Жизнь Степана Бандеры: терроризм, фашизм, геноцид, культ — страница 37 из 200

581.

Поскольку все обвиняемые обжаловали приговор, 28-30 апреля 1936 г. состоялось рассмотрение дела в апелляционной инстанции. В апелляции Бандеры было указано, что мотивом его действий было желание

создать украинское государство и что, «в соответствии с этикой группировки, которую представляет Бандера», принадлежность к ОУН является актом, лишенным каких-либо признаков преступления582. Председатель спросил Бандеру, признает ли он себя виновным и хочет ли разъяснить свои действия, но тот снова стал отвечать по-украински. Председатель прервал его и сказал, что Бандера, как мы видим, не желает воспользоваться своим правом давать пояснения583.
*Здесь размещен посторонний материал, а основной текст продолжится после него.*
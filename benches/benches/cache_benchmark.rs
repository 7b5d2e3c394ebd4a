//! Cache query benchmarks against an in-memory remote source.
//!
//! Run with: `cargo bench --package tscache-bench`

use chrono::{TimeDelta, TimeZone, Utc};
use criterion::{BenchmarkId, Criterion, Throughput, criterion_group, criterion_main};
use std::time::{Duration, Instant};
use tempfile::TempDir;
use tscache_bench::SyntheticSource;
use tscache_lib::{Cache, CacheConfig, Candle, JsonCodec};

/// Query spans in days of 1m candles.
const SPANS: &[(&str, i64)] = &[("1-day", 1), ("7-days", 7), ("30-days", 30)];

fn cache_benchmark(c: &mut Criterion) {
    let start = Utc.with_ymd_and_hms(2020, 1, 1, 0, 0, 0).unwrap();

    let mut group = c.benchmark_group("query");
    group.sample_size(20);
    group.measurement_time(Duration::from_secs(10));

    for (name, days) in SPANS {
        let end = start + TimeDelta::days(*days);
        group.throughput(Throughput::Elements((*days * 1440) as u64));

        // Every iteration starts from an empty cache directory
        group.bench_function(BenchmarkId::new("miss", name), |b| {
            b.iter_custom(|iters| {
                let mut total = Duration::ZERO;
                for _ in 0..iters {
                    let temp_dir = TempDir::new().unwrap();
                    let cache: Cache<Candle, _> =
                        Cache::new(temp_dir.path(), SyntheticSource::new(), 1000).unwrap();
                    let t = Instant::now();
                    let records = cache.query("BTCUSDT", "1m", start, end).unwrap();
                    total += t.elapsed();
                    assert!(!records.is_empty());
                }
                total
            });
        });

        let temp_dir = TempDir::new().unwrap();
        let cache: Cache<Candle, _> =
            Cache::new(temp_dir.path(), SyntheticSource::new(), 1000).unwrap();
        cache.query("BTCUSDT", "1m", start, end).unwrap();

        group.bench_function(BenchmarkId::new("hit", name), |b| {
            b.iter(|| cache.query("BTCUSDT", "1m", start, end).unwrap());
        });

        let json_dir = TempDir::new().unwrap();
        let json_cache: Cache<Candle, _, _> = Cache::with_codec(
            json_dir.path(),
            SyntheticSource::new(),
            CacheConfig::new(1000),
            JsonCodec,
        )
        .unwrap();
        json_cache.query("BTCUSDT", "1m", start, end).unwrap();

        group.bench_function(BenchmarkId::new("hit-json", name), |b| {
            b.iter(|| json_cache.query("BTCUSDT", "1m", start, end).unwrap());
        });
    }

    group.finish();
}

criterion_group!(benches, cache_benchmark);
criterion_main!(benches);
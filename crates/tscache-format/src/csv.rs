//! CSV output format.

use std::io::Write;
use tscache_types::Candle;

use crate::formatter::render_timestamp;
use crate::{FormatError, Formatter};

/// CSV formatter.
#[derive(Debug, Clone)]
pub struct CsvFormatter {
    /// Field delimiter (default: comma).
    delimiter: char,
    /// Whether to include header row.
    include_header: bool,
}

impl Default for CsvFormatter {
    fn default() -> Self {
        Self::new()
    }
}

impl CsvFormatter {
    /// Creates a new CSV formatter with default settings.
    #[must_use]
    pub const fn new() -> Self {
        Self {
            delimiter: ',',
            include_header: true,
        }
    }

    /// Sets the field delimiter.
    #[must_use]
    pub const fn with_delimiter(mut self, delimiter: char) -> Self {
        self.delimiter = delimiter;
        self
    }

    /// Sets whether to include a header row.
    #[must_use]
    pub const fn with_header(mut self, include: bool) -> Self {
        self.include_header = include;
        self
    }

    /// Creates a tab-separated values (TSV) formatter.
    #[must_use]
    pub const fn tsv() -> Self {
        Self::new().with_delimiter('\t')
    }
}

impl Formatter for CsvFormatter {
    fn write_candles<W: Write>(
        &self,
        candles: &[Candle],
        mut writer: W,
    ) -> Result<(), FormatError> {
        let d = self.delimiter;

        if self.include_header {
            writeln!(writer, "timestamp{d}open{d}high{d}low{d}close{d}volume")?;
        }

        for candle in candles {
            let timestamp = render_timestamp(candle.time_ms);
            writeln!(
                writer,
                "{timestamp}{d}{}{d}{}{d}{}{d}{}{d}{}",
                candle.open, candle.high, candle.low, candle.close, candle.volume
            )?;
        }

        writer.flush()?;
        Ok(())
    }

    fn extension(&self) -> &str {
        "csv"
    }
}

#[cfg(test)]
mod tests {
    use super::*;

    fn create_test_candle() -> Candle {
        // 2024-01-15T12:30:00Z
        Candle::new(1_705_321_800_000, 42000.5, 42100.0, 41950.25, 42050.0, 12.5)
    }

    #[test]
    fn test_csv_candles() {
        let formatter = CsvFormatter::new();
        let mut output = Vec::new();

        formatter
            .write_candles(&[create_test_candle()], &mut output)
            .unwrap();

        let result = String::from_utf8(output).unwrap();
        let lines: Vec<_> = result.lines().collect();
        assert_eq!(lines[0], "timestamp,open,high,low,close,volume");
        assert_eq!(lines[1], "2024-01-15T12:30:00Z,42000.5,42100,41950.25,42050,12.5");
    }

    #[test]
    fn test_csv_no_header() {
        let formatter = CsvFormatter::new().with_header(false);
        let mut output = Vec::new();

        formatter
            .write_candles(&[create_test_candle()], &mut output)
            .unwrap();

        let result = String::from_utf8(output).unwrap();
        assert!(!result.contains("timestamp,open"));
        assert_eq!(result.lines().count(), 1);
    }

    #[test]
    fn test_tsv() {
        let formatter = CsvFormatter::tsv();
        let mut output = Vec::new();

        formatter
            .write_candles(&[create_test_candle()], &mut output)
            .unwrap();

        let result = String::from_utf8(output).unwrap();
        assert!(result.contains("timestamp\topen\thigh"));
        assert_eq!(formatter.extension(), "csv");
    }
}
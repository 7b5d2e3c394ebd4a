//! Benchmark utilities for tscache.

use chrono::{DateTime, Utc};
use std::sync::atomic::{AtomicU64, Ordering};
use thiserror::Error;
use tscache_lib::{Candle, Fetcher, Granularity};

/// Error type for [`SyntheticSource`]. Never produced.
#[derive(Debug, Error)]
#[error("synthetic source error")]
pub struct SyntheticError;

/// In-memory remote source producing a deterministic candle per slot.
///
/// Every request returns exactly `limit` candles, so every block is full.
#[derive(Debug, Default)]
pub struct SyntheticSource {
    calls: AtomicU64,
}

impl SyntheticSource {
    /// Creates a new source.
    #[must_use]
    pub const fn new() -> Self {
        Self {
            calls: AtomicU64::new(0),
        }
    }

    /// Returns the number of page requests served.
    pub fn calls(&self) -> u64 {
        self.calls.load(Ordering::Relaxed)
    }
}

impl Fetcher<Candle> for SyntheticSource {
    type Error = SyntheticError;

    fn fetch(
        &self,
        _symbol: &str,
        granularity: Granularity,
        start: DateTime<Utc>,
        limit: usize,
    ) -> Result<Vec<Candle>, SyntheticError> {
        self.calls.fetch_add(1, Ordering::Relaxed);

        let start_ms = start.timestamp_millis();
        let step = granularity.milliseconds() as i64;
        Ok((0..limit as i64)
            .map(|i| {
                let time_ms = start_ms + i * step;
                let price = 100.0 + (time_ms / step % 97) as f64;
                Candle::new(time_ms, price, price + 1.0, price - 1.0, price + 0.5, 10.0)
            })
            .collect())
    }
}

#[cfg(test)]
mod tests {
    use super::*;
    use chrono::TimeZone;

    #[test]
    fn test_synthetic_source_page() {
        let source = SyntheticSource::new();
        let start = Utc.with_ymd_and_hms(2020, 1, 1, 0, 0, 0).unwrap();

        let page = source.fetch("BTCUSDT", "1m".parse().unwrap(), start, 5).unwrap();

        assert_eq!(page.len(), 5);
        assert_eq!(page[1].time_ms - page[0].time_ms, 60_000);
        assert_eq!(source.calls(), 1);
    }
}
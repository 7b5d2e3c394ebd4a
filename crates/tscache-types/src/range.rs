//! Inclusive query time range.

use chrono::{DateTime, Utc};

use crate::RangeError;

/// An inclusive range of timestamps for a cache query.
#[derive(Debug, Clone, Copy, PartialEq, Eq)]
pub struct QueryRange {
    /// Start timestamp (inclusive).
    pub start: DateTime<Utc>,
    /// End timestamp (inclusive).
    pub end: DateTime<Utc>,
}

impl QueryRange {
    /// Creates a new range, validating that start <= end.
    ///
    /// # Errors
    ///
    /// Returns an error if start > end.
    pub fn new(start: DateTime<Utc>, end: DateTime<Utc>) -> Result<Self, RangeError> {
        if start > end {
            return Err(RangeError::InvalidRange { start, end });
        }
        Ok(Self { start, end })
    }

    /// Creates a range covering a single instant.
    #[must_use]
    pub const fn instant(at: DateTime<Utc>) -> Self {
        Self { start: at, end: at }
    }

    /// Returns true if the range contains the given timestamp.
    #[must_use]
    pub fn contains(&self, at: DateTime<Utc>) -> bool {
        at >= self.start && at <= self.end
    }
}

impl std::fmt::Display for QueryRange {
    fn fmt(&self, f: &mut std::fmt::Formatter<'_>) -> std::fmt::Result {
        write!(f, "{} to {}", self.start, self.end)
    }
}
//! Timestamp to index arithmetic.
//!
//! Every timestamp maps to a global index along a granularity-specific timeline
//! that starts at a fixed anchor. Global indices are grouped into fixed-size
//! blocks; the anchor and block size together make block boundaries stable
//! across runs and processes.

use chrono::{DateTime, TimeDelta, Utc};

use crate::Granularity;

/// Unix timestamp of the default anchor, 2010-01-01T00:00:00Z.
pub const BASE_DATE_SECS: i64 = 1_262_304_000;

/// Default number of records per block.
pub const DEFAULT_BLOCK_SIZE: usize = 4096;

/// Returns the default anchor, 2010-01-01T00:00:00Z.
#[must_use]
pub fn base_date() -> DateTime<Utc> {
    DateTime::from_timestamp(BASE_DATE_SECS, 0).unwrap_or_default()
}

/// Maps timestamps to global indices and global indices to blocks.
#[derive(Debug, Clone, Copy, PartialEq, Eq)]
pub struct IndexCalculator {
    anchor: DateTime<Utc>,
}

impl Default for IndexCalculator {
    fn default() -> Self {
        Self::new(base_date())
    }
}

impl IndexCalculator {
    /// Creates a calculator anchored at the given time.
    #[must_use]
    pub const fn new(anchor: DateTime<Utc>) -> Self {
        Self { anchor }
    }

    /// Returns the anchor time.
    #[must_use]
    pub const fn anchor(&self) -> DateTime<Utc> {
        self.anchor
    }

    /// Returns `floor((timestamp - anchor) / granularity)`.
    ///
    /// Sub-second precision is discarded. Timestamps before the anchor yield
    /// negative indices.
    #[must_use]
    pub fn to_index(&self, timestamp: DateTime<Utc>, granularity: Granularity) -> i64 {
        let elapsed = timestamp.timestamp() - self.anchor.timestamp();
        elapsed.div_euclid(granularity.seconds() as i64)
    }

    /// Returns `floor(index / block_size)`.
    ///
    /// # Panics
    ///
    /// Panics if `block_size` is zero.
    #[must_use]
    pub const fn to_block_index(index: i64, block_size: usize) -> i64 {
        index.div_euclid(block_size as i64)
    }

    /// Returns the first and last global index covered by a block.
    #[must_use]
    pub const fn block_bounds(block_index: i64, block_size: usize) -> (i64, i64) {
        let size = block_size as i64;
        (block_index * size, (block_index + 1) * size - 1)
    }

    /// Returns the timestamp at which a global index begins.
    ///
    /// Returns `None` if the result is outside the representable range.
    #[must_use]
    pub fn index_time(&self, index: i64, granularity: Granularity) -> Option<DateTime<Utc>> {
        let seconds = index.checked_mul(granularity.seconds() as i64)?;
        self.anchor.checked_add_signed(TimeDelta::try_seconds(seconds)?)
    }

    /// Returns `anchor + block_size * block_index * granularity`.
    ///
    /// Returns `None` if the result is outside the representable range.
    #[must_use]
    pub fn block_start_time(
        &self,
        block_index: i64,
        granularity: Granularity,
        block_size: usize,
    ) -> Option<DateTime<Utc>> {
        let first = block_index.checked_mul(block_size as i64)?;
        self.index_time(first, granularity)
    }
}

#[cfg(test)]
mod tests {
    use super::*;
    use chrono::TimeZone;

    fn minutes15() -> Granularity {
        "15m".parse().unwrap()
    }

    #[test]
    fn test_base_date() {
        assert_eq!(
            base_date(),
            Utc.with_ymd_and_hms(2010, 1, 1, 0, 0, 0).unwrap()
        );
        assert_eq!(IndexCalculator::default().anchor(), base_date());
    }

    #[test]
    fn test_to_index() {
        let calc = IndexCalculator::default();
        let g = minutes15();

        assert_eq!(calc.to_index(base_date(), g), 0);
        assert_eq!(calc.to_index(base_date() + TimeDelta::seconds(899), g), 0);
        assert_eq!(calc.to_index(base_date() + TimeDelta::seconds(900), g), 1);

        // 3652 days between 2010-01-01 and 2020-01-01, 96 bars per day
        let t = Utc.with_ymd_and_hms(2020, 1, 1, 0, 0, 0).unwrap();
        assert_eq!(calc.to_index(t, g), 3652 * 96);
    }

    #[test]
    fn test_to_index_before_anchor_is_negative() {
        let calc = IndexCalculator::default();
        let t = base_date() - TimeDelta::seconds(1);
        assert_eq!(calc.to_index(t, minutes15()), -1);
    }

    #[test]
    fn test_to_block_index() {
        assert_eq!(IndexCalculator::to_block_index(0, 4096), 0);
        assert_eq!(IndexCalculator::to_block_index(4095, 4096), 0);
        assert_eq!(IndexCalculator::to_block_index(4096, 4096), 1);
        assert_eq!(IndexCalculator::to_block_index(-1, 4096), -1);
    }

    #[test]
    fn test_block_bounds() {
        assert_eq!(IndexCalculator::block_bounds(0, 4096), (0, 4095));
        assert_eq!(IndexCalculator::block_bounds(2, 10), (20, 29));
    }

    #[test]
    fn test_block_start_time() {
        let calc = IndexCalculator::default();
        let g = minutes15();

        assert_eq!(calc.block_start_time(0, g, 4096), Some(base_date()));
        assert_eq!(
            calc.block_start_time(1, g, 4096),
            Some(base_date() + TimeDelta::seconds(4096 * 900))
        );
        assert_eq!(calc.block_start_time(i64::MAX, g, 4096), None);
    }

    #[test]
    fn test_custom_anchor() {
        let anchor = Utc.with_ymd_and_hms(2024, 1, 1, 0, 0, 0).unwrap();
        let calc = IndexCalculator::new(anchor);
        let g: Granularity = "1h".parse().unwrap();

        assert_eq!(calc.to_index(anchor + TimeDelta::hours(5), g), 5);
        assert_eq!(calc.block_start_time(1, g, 24), Some(anchor + TimeDelta::days(1)));
    }
}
В результате рассмотрения дела в апелляционной инстанции Чорнию и Раку сроки были сокращены с семи до четырех лет, а Зарицкой - с восьми до двух лет. Чорний был оправдан по обвинению в принадлежности к ОУН. Другие приговоры остались без изменений584. Горбовой направил в суд запрос на разрешение Лебедю и Гнатковской заключить брак в тюремной часовне585. В своих мемуарах Климишин рассказал, что в конце судебного процесса, когда подсудимым предоставили последнее слово, Бандера выкрикнул: Нас розсудить залізо і кров! Ему в ответ другие обвиняемые воскликнули Слава Україні!586

Львов. Второй судебный процесс над членами ОУН

Второй крупный судебный процесс, на этот раз - с участием двадцати трех членов ОУН, шесть из которых уже были осуждены в Варшаве, начался 25 мая 1936 г. во Львове. Вместе с Бандерой на скамье подсудимых находились: Роман Шухевич, Ярослав Макарушка, Александр Пашкевич, Ярослав Спольский, Владимир Янов, Ярослав Стецько, Богдан Гнатевич, Владимир Коцюмбас, Богдан Пидгайный, Иван Малюца, Осип Мащак, Евгений Качмарский, Иван Ярош, Роман Мигаль, Роман Сенькив, Екатерина Зарицкая, Вера Свенцицкая, Анна-Дария Федак, Осип Феник, Владимир Ивасик, Семен Рачун и Иван Равлик. Всех их обвиняли в принадлежности к ОУН, а двенадцать из них - в причастности к убийствам Бачинского и Ивана Бабия, подготовке убийств Антона Крушельницкого, Владислава Коссобуцкого, Генрика Юзевского, Алексея Майнова (сотрудника советского консульства во Львове), семиклассника украинской гимназии Королишина, а также в установке взрывного устройства в редакции газеты Праця. Защищали членов ОУН адвокаты Варшавского процесса, а также Степан Шухевич, Семен Шевчук, Филипп Евин и Владимир Загайкевич (ил. ЮЗ)587. В связи с тем, что процесс проходил во Львове, обвиняемым и их адвокатам было разрешено использовать украинский язык. Благодаря этому преимуществу некоторые из обвиняемых предоставили более развернутые свидетельские показания и задавали вопросы свидетелям. Самым нетерпеливо вопрошающим и разговорчивым был Бандера.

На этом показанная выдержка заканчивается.